■ **TASK DIRECTIONS**: Only the lines of the data below from the one with "for tests that" through the one with "impl DurableStore for" are wanted. Repeat them exactly.

[Collected data]
--- --- ---

//! `PostgreSQL`-backed [`DurableStore`] implementation.
//!
//! All hot-path writes here happen off the request task; latency is
//! not critical, durability is. Item seeding is the one bulk write:
//! 10,000 rows per sale, inserted in batches of 1000 with one
//! transaction per batch so a failed batch never leaves a torn sale
//! half-visible inside itself.

use std::future::Future;
use std::pin::Pin;

use async_trait::async_trait;
use sqlx::postgres::{PgPool, PgPoolOptions};
use sqlx::Executor;

use super::{migrations, DurableStore};
use crate::config::DatabaseConfig;
use crate::error::Result;
use crate::types::{CheckoutAttempt, Item, Purchase, Sale};

/// Rows per item-insert transaction.
const ITEM_BATCH_SIZE: usize = 1000;

/// Pooled `PostgreSQL` store.
pub struct PostgresStore {
    pool: PgPool,
}

impl PostgresStore {
    /// Connect with the configured pool shape and schema.
    ///
    /// # Errors
    ///
    /// Returns an error if the pool cannot be established.
    pub async fn connect(config: &DatabaseConfig) -> Result<Self> {
        let schema = config.schema.clone();
        let pool = PgPoolOptions::new()
            .max_connections(config.max_connections)
            .min_connections(config.min_connections)
            .after_connect(move |conn, _meta| {
                let schema = schema.clone();
                Box::pin(async move {
                    if !schema.is_empty() && schema != "public" {
                        let set_path = format!("SET search_path TO \"{schema}\"");
                        conn.execute(set_path.as_str()).await?;
                    }
                    Ok(())
                })
            })
            .connect(&config.url())
            .await?;

        tracing::info!(
            host = %config.host,
            database = %config.database,
            "connected to postgres"
        );
        Ok(Self { pool })
    }

    /// Build a store around an existing pool. Useful for tests that
    /// manage their own database lifecycle.
    #[must_use]
    pub const fn from_pool(pool: PgPool) -> Self {
        Self { pool }
    }

    /// Access the underlying pool.
    #[must_use]
    pub const fn pool(&self) -> &PgPool {
        &self.pool
    }

    async fn create_items_batch(&self, items: &[Item]) -> Result<()> {
        let mut tx = self.pool.begin().await?;
        for item in items {
            sqlx::query(
                "INSERT INTO items (item_id, sale_id, name, image_url) VALUES ($1, $2, $3, $4)",
            )
            .bind(&item.item_id)
            .bind(&item.sale_id)
            .bind(&item.name)
            .bind(&item.image_url)
            .execute(&mut *tx)
            .await?;
        }
        tx.commit().await?;
        Ok(())
    }
}

#[async_trait]
impl DurableStore for PostgresStore {
    async fn ping(&self) -> Result<()> {
        sqlx::query("SELECT 1").execute(&self.pool).await?;
        Ok(())
    }

    fn run_migrations<'life0, 'async_trait>(
        &'life0 self,
    ) -> Pin<Box<dyn Future<Output = Result<()>> + Send + 'async_trait>>
    where
        'life0: 'async_trait,
        Self: 'async_trait,
    {
        Box::pin(async move { migrations::run(&self.pool).await })
    }

    async fn create_sale(&self, sale: &Sale) -> Result<()> {
        sqlx::query(
            "INSERT INTO sales (sale_id, start_time, end_time, total_items, status)
             VALUES ($1, $2, $3, $4, $5)",
        )
        .bind(&sale.sale_id)
        .bind(sale.start_time)
        .bind(sale.end_time)
        .bind(sale.total_items as i32)
        .bind(&sale.status)
        .execute(&self.pool)
        .await?;
        Ok(())
    }

    async fn end_sale(&self, sale_id: &str) -> Result<()> {
        sqlx::query("UPDATE sales SET status = 'ended' WHERE sale_id = $1")
            .bind(sale_id)
            .execute(&self.pool)
            .await?;
        Ok(())
    }

    async fn create_items(&self, items: &[Item]) -> Result<()> {
        for batch in items.chunks(ITEM_BATCH_SIZE) {
            self.create_items_batch(batch).await?;
        }
        Ok(())
    }

    async fn showcase_item_ids(
        &self,
        sale_id: &str,
        limit: i64,
    ) -> Result<(Vec<String>, Vec<String>)> {
        let first: Vec<String> = sqlx::query_scalar(
            "SELECT item_id FROM items WHERE sale_id = $1 ORDER BY item_id ASC LIMIT $2",
        )
        .bind(sale_id)
        .bind(limit)
        .fetch_all(&self.pool)
        .await?;

        let last: Vec<String> = sqlx::query_scalar(
            "SELECT item_id FROM items WHERE sale_id = $1 ORDER BY item_id DESC LIMIT $2",
        )
        .bind(sale_id)
        .bind(limit)
        .fetch_all(&self.pool)
        .await?;

        Ok((first, last))
    }

    async fn log_checkout_attempt(&self, attempt: &CheckoutAttempt) -> Result<()> {
        sqlx::query(
            "INSERT INTO checkout_attempts (sale_id, user_id, item_id, code, status)
             VALUES ($1, $2, $3, $4, $5)",
        )
        .bind(&attempt.sale_id)
        .bind(&attempt.user_id)
        .bind(&attempt.item_id)
        .bind(&attempt.code)
        .bind(attempt.status)
        .execute(&self.pool)
        .await?;
        Ok(())
    }

    async fn create_purchase(&self, purchase: &Purchase) -> Result<()> {
        sqlx::query("INSERT INTO purchases (sale_id, user_id, item_id) VALUES ($1, $2, $3)")
            .bind(&purchase.sale_id)
            .bind(&purchase.user_id)
            .bind(&purchase.item_id)
            .execute(&self.pool)
            .await?;
        Ok(())
    }

    async fn update_checkout_status(&self, code: &str, status: bool) -> Result<()> {
        sqlx::query("UPDATE checkout_attempts SET status = $1 WHERE code = $2")
            .bind(status)
            .bind(code)
            .execute(&self.pool)
            .await?;
        Ok(())
    }

    async fn count_purchases(&self, sale_id: &str) -> Result<i64> {
        let count: i64 = sqlx::query_scalar("SELECT COUNT(*) FROM purchases WHERE sale_id = $1")
            .bind(sale_id)
            .fetch_one(&self.pool)
            .await?;
        Ok(count)
    }
}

--- --- ---

■ **EXPECTED ANSWER**:
    /// Build a store around an existing pool. Useful for tests that
    /// manage their own database lifecycle.
    #[must_use]
    pub const fn from_pool(pool: PgPool) -> Self {
        Self { pool }
    }

    /// Access the underlying pool.
    #[must_use]
    pub const fn pool(&self) -> &PgPool {
        &self.pool
    }

    async fn create_items_batch(&self, items: &[Item]) -> Result<()> {
        let mut tx = self.pool.begin().await?;
        for item in items {
            sqlx::query(
                "INSERT INTO items (item_id, sale_id, name, image_url) VALUES ($1, $2, $3, $4)",
            )
            .bind(&item.item_id)
            .bind(&item.sale_id)
            .bind(&item.name)
            .bind(&item.image_url)
            .execute(&mut *tx)
            .await?;
        }
        tx.commit().await?;
        Ok(())
    }
}

#[async_trait]
impl DurableStore for PostgresStore {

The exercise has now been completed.